**WHAT NEEDS TO BE DONE:** Only lines containing the string "returned" belong in the answer; copy all of them from the entries.

**DATA TO EXAMINE:**
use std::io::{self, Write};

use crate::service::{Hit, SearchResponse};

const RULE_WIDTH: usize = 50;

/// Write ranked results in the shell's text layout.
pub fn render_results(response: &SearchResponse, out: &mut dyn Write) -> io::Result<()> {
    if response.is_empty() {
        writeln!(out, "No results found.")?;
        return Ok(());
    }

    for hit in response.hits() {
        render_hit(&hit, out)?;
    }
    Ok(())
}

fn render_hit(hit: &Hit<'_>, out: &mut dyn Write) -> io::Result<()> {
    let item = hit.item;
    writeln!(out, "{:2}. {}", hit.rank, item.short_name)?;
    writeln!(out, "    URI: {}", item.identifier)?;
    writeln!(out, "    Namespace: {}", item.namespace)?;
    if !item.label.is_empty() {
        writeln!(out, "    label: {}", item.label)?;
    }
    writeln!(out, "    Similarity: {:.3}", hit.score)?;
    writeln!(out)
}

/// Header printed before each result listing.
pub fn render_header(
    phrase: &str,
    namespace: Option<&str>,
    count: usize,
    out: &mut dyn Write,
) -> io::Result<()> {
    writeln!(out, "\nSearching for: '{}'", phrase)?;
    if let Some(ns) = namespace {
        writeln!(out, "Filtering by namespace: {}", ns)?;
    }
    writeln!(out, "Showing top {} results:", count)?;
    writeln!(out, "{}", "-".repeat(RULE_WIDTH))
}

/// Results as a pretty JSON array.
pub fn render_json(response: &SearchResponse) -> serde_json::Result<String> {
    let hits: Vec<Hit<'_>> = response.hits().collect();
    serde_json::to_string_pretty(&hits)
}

* * *

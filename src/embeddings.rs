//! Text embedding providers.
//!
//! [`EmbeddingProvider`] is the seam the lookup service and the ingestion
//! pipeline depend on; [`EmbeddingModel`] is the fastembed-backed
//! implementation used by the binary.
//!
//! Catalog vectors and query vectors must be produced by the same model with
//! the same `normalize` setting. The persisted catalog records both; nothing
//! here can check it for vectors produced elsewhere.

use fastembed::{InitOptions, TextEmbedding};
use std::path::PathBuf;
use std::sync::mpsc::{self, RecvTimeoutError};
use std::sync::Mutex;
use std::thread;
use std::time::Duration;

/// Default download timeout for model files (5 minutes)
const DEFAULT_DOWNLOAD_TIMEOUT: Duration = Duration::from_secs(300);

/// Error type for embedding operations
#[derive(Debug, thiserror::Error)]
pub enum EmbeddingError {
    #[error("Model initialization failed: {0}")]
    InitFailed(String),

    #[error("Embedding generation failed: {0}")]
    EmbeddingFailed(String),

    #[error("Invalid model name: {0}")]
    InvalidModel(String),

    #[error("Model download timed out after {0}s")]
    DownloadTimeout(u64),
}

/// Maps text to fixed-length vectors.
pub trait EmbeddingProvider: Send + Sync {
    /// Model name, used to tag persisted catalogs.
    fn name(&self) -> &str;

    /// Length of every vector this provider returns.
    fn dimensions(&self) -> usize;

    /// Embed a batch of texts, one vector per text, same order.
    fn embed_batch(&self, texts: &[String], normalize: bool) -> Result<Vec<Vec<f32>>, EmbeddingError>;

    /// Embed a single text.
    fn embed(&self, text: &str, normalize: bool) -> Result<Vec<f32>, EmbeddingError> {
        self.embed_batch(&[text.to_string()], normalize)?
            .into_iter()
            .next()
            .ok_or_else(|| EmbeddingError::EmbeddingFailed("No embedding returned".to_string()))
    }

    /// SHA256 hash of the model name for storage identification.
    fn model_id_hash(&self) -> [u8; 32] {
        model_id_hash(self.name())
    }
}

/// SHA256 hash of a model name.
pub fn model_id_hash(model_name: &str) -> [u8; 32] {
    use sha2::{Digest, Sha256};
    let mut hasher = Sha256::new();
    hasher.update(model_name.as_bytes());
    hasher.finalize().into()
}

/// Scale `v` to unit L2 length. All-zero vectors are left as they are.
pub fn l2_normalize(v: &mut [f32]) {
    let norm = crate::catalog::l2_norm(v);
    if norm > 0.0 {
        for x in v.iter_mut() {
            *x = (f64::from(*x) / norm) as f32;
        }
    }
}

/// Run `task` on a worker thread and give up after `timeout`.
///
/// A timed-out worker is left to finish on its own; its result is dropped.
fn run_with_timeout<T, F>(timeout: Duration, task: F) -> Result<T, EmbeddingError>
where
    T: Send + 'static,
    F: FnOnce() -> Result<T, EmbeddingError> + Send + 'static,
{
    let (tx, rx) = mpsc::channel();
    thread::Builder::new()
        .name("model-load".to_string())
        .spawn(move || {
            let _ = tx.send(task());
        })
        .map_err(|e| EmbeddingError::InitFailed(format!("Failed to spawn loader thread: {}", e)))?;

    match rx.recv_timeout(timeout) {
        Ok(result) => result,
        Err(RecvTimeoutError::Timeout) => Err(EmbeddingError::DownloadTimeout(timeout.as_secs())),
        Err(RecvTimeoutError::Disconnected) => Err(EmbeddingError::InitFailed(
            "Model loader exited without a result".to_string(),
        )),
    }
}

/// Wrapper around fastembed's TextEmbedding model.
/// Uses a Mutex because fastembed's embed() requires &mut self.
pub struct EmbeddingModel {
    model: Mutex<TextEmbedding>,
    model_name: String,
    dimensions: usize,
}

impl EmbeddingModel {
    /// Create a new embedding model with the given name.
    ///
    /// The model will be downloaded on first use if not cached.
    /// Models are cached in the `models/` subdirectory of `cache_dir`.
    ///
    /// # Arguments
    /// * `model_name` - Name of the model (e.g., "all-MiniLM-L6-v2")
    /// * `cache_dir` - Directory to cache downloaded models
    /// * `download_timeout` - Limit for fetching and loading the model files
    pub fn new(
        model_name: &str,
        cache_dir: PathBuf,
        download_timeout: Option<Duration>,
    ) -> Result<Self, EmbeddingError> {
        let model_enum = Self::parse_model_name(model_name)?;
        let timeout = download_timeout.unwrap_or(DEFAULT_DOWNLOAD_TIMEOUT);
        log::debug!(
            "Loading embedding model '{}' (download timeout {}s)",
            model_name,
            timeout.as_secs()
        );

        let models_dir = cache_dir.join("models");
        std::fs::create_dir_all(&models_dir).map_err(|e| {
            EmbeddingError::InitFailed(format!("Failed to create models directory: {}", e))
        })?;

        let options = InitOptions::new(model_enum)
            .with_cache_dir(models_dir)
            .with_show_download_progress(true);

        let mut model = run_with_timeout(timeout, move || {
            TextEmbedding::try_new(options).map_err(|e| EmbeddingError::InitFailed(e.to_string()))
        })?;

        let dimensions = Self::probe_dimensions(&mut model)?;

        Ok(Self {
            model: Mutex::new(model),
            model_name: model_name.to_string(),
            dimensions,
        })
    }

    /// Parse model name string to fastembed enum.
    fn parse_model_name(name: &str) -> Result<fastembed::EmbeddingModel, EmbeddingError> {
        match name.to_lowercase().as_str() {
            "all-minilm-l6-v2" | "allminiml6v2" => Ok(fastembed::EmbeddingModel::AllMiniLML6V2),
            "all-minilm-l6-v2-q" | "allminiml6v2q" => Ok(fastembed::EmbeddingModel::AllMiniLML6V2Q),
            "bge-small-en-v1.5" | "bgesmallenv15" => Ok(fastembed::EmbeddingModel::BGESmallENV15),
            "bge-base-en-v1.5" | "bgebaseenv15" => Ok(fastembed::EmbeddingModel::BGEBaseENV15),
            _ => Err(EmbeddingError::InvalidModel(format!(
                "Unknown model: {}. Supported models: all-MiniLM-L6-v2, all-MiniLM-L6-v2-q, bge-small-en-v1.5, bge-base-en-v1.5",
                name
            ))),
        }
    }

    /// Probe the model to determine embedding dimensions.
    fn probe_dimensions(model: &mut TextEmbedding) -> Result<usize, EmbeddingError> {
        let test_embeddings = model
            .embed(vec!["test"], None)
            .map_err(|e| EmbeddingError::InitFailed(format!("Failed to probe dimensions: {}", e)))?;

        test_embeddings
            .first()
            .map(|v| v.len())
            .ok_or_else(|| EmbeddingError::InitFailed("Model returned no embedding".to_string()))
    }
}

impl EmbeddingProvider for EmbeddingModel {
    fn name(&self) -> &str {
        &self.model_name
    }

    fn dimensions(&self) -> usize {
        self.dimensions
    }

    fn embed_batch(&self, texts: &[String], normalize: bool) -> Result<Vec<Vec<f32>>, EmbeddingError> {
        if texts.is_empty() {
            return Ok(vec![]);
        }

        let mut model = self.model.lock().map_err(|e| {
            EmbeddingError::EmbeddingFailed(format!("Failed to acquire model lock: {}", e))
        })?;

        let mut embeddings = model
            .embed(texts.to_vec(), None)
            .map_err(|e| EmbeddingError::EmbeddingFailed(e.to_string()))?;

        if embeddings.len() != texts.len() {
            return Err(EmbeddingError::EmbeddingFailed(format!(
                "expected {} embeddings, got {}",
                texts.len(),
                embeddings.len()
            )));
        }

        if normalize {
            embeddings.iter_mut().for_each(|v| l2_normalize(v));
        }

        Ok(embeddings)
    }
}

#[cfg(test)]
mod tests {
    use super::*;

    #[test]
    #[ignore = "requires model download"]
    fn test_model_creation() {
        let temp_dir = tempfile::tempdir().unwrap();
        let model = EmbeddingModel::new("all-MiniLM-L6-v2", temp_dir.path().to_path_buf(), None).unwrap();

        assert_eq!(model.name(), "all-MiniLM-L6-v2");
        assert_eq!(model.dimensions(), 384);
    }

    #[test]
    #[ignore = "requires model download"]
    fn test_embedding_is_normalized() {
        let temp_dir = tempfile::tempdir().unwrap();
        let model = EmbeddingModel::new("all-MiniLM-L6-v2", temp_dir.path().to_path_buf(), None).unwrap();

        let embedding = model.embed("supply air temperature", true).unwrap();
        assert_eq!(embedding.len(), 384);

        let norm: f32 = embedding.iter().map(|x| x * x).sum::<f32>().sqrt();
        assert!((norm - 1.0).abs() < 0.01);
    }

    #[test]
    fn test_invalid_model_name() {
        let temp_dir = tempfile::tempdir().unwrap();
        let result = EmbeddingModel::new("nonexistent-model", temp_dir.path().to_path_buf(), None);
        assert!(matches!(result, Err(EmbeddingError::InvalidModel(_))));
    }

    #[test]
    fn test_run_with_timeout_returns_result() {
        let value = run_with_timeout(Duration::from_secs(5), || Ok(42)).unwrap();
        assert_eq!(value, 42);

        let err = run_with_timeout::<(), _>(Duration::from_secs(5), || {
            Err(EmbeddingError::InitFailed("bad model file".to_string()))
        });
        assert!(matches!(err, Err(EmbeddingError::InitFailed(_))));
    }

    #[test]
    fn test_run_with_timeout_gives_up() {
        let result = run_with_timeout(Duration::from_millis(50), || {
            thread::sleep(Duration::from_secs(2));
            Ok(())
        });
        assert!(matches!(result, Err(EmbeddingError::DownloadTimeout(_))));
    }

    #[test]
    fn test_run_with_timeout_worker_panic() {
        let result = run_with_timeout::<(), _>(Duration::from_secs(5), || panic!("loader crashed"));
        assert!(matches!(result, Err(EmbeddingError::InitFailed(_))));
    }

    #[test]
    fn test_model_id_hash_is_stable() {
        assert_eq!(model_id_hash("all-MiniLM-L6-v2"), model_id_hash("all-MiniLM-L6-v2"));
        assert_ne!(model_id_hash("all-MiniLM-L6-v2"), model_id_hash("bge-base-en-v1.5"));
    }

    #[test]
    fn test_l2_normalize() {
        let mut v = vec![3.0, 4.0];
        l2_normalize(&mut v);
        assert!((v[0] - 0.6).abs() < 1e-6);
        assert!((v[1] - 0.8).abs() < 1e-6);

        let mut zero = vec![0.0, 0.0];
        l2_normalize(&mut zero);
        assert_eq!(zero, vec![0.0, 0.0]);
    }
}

**SOLUTION BELOW:**
            .ok_or_else(|| EmbeddingError::EmbeddingFailed("No embedding returned".to_string()))
            .ok_or_else(|| EmbeddingError::InitFailed("Model returned no embedding".to_string()))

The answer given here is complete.